Wednesday, May 11, 2011

I recently wrote about a sign-on letter circulating in the U.S. House, which called for funds to ensure that the U.S. Department of Agriculture can adequately enforce key animal welfare laws. With your help, we got a strong bipartisan showing on that, with 120 Representatives covering 32 states, two U.S. territories, and the District of Columbia joining the effort. Now it’s the Senate’s turn.

Senators Barbara Boxer (D-Calif.) and David Vitter (R-La.) are circulating a letter to the Senate Agriculture Appropriations Subcommittee, which seeks funds to improve enforcement of key animal welfare laws in Fiscal Year 2012, and they are asking their colleagues to co-sign this letter and lend their support. The funds requested in the letter are modest, but are critically needed to implement and enforce the Humane Methods of Slaughter Act, the Animal Welfare Act, the Horse Protection Act, the federal animal fighting law, and programs to help prepare for the needs of animals in disasters and to address the shortage of veterinarians in rural and inner-city areas and public health practice.

A dog rescued from a puppy mill in Tennessee
A dog rescued from a puppy mill in Tennessee.
Animal welfare funding would help strengthen oversight of puppy mills.

As Congress focuses on cutting federal spending, we have proposed several ideas for easing the burden on taxpayers while simultaneously helping animals. We’re heartened that there seems to be an emerging consensus on cutting massive subsidies for well-off operators of huge factory farms. In addition, there’s plenty of other indefensible spending that should be curbed—such as taxpayer-financed poisoning of wildlife, rounding up wild horses to keep them in long-term holding pens, and warehousing chimpanzees in costly laboratories.

But Congress can achieve macro-level cuts while still taking care to ensure that specific small and vital accounts have the funds they need. Whether an animal welfare law will be effective often turns on whether it gets adequately funded. Having legislators seek that funding is crucial, especially when there are strong competing budget pressures as there are now. Our fortunes are intertwined with those of animals, and proper enforcement not only helps these creatures but also helps to improve food safety, public health, disaster preparedness, and other social concerns.

Your senators need to hear from you today. Click here to find your two U.S. senators’ names and contact information. Please urge both your U.S. senators to co-sign the Senate animal welfare funding group letter being circulated by Senators Boxer and Vitter, or include these items among their own individual requests, before the Senate Agriculture Appropriations Subcommittee’s deadline of May 27th.

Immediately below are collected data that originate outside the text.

//! Keyword record validation and normalization.

use std::collections::HashSet;

use tracing::debug;

use crate::error::{KeywordField, ValidationError};
use crate::models::{KeywordSpec, RawKeywordSpec, Tone};

/// Maximum number of primary keywords.
pub const MAX_PRIMARY_KEYWORDS: usize = 10;

/// Maximum number of secondary keywords.
pub const MAX_SECONDARY_KEYWORDS: usize = 15;

/// Minimum audience length in characters.
pub const MIN_AUDIENCE_LEN: usize = 3;

/// Maximum audience length in characters.
pub const MAX_AUDIENCE_LEN: usize = 80;

/// Trim, drop empties and remove case-insensitive repeats.
///
/// The first occurrence of each lowercased key wins and keeps its
/// (trimmed) original casing; output order follows first occurrence.
pub fn dedupe_keywords<I, S>(values: I) -> Vec<String>
where
    I: IntoIterator<Item = S>,
    S: AsRef<str>,
{
    let mut seen = HashSet::new();
    let mut out = Vec::new();

    for value in values {
        let keyword = value.as_ref().trim();
        if keyword.is_empty() {
            continue;
        }
        if seen.insert(keyword.to_lowercase()) {
            out.push(keyword.to_string());
        }
    }

    out
}

/// Validator for keyword extraction output.
pub struct KeywordSpecValidator;

impl KeywordSpecValidator {
    /// Normalize a raw record into a [`KeywordSpec`].
    ///
    /// Keyword and audience problems are hard failures; an unknown tone is
    /// quietly replaced with `informative`.
    pub fn validate(raw: RawKeywordSpec) -> Result<KeywordSpec, ValidationError> {
        let primary_keywords = dedupe_keywords(&raw.primary_keywords);
        if primary_keywords.is_empty() {
            return Err(ValidationError::EmptyPrimaryKeywords);
        }
        Self::check_cardinality(KeywordField::Primary, &primary_keywords, MAX_PRIMARY_KEYWORDS)?;

        let secondary_keywords = dedupe_keywords(&raw.secondary_keywords);
        Self::check_cardinality(
            KeywordField::Secondary,
            &secondary_keywords,
            MAX_SECONDARY_KEYWORDS,
        )?;

        let length = raw.audience.chars().count();
        if !(MIN_AUDIENCE_LEN..=MAX_AUDIENCE_LEN).contains(&length) {
            return Err(ValidationError::AudienceLengthOutOfRange {
                length,
                min: MIN_AUDIENCE_LEN,
                max: MAX_AUDIENCE_LEN,
            });
        }

        let tone = Tone::normalize(&raw.tone);
        if tone.as_str() != raw.tone.trim() {
            debug!("Coercing unknown tone {:?} to {}", raw.tone, tone);
        }

        Ok(KeywordSpec {
            primary_keywords,
            secondary_keywords,
            audience: raw.audience,
            tone,
        })
    }

    fn check_cardinality(
        field: KeywordField,
        keywords: &[String],
        max: usize,
    ) -> Result<(), ValidationError> {
        if keywords.len() > max {
            return Err(ValidationError::TooManyKeywords {
                field,
                max,
                actual: keywords.len(),
            });
        }
        Ok(())
    }
}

This is just the latest installment in a multiyear effort. The HSUS and HSLF have been steadily building the enforcement budgets for these laws, recognizing that laws on the books won’t do animals much good if they’re not enforced. Over the past twelve years, for example, we’ve succeeded in boosting the annual funding for enforcement of the Animal Welfare Act by 139.5% (a cumulative total of more than $84 million in new dollars to the program). Today, there are 130 USDA inspectors, compared to about 60 inspectors during the 1990s, to help ensure basic humane treatment at thousands of puppy mills, research laboratories, zoos, circuses, and other facilities.

With encouragement from you and other caring people around the country, we hope Congress will keep sustaining these efforts to protect animals from cruelty and abuse. It’s an investment in the animals’ future—and our own.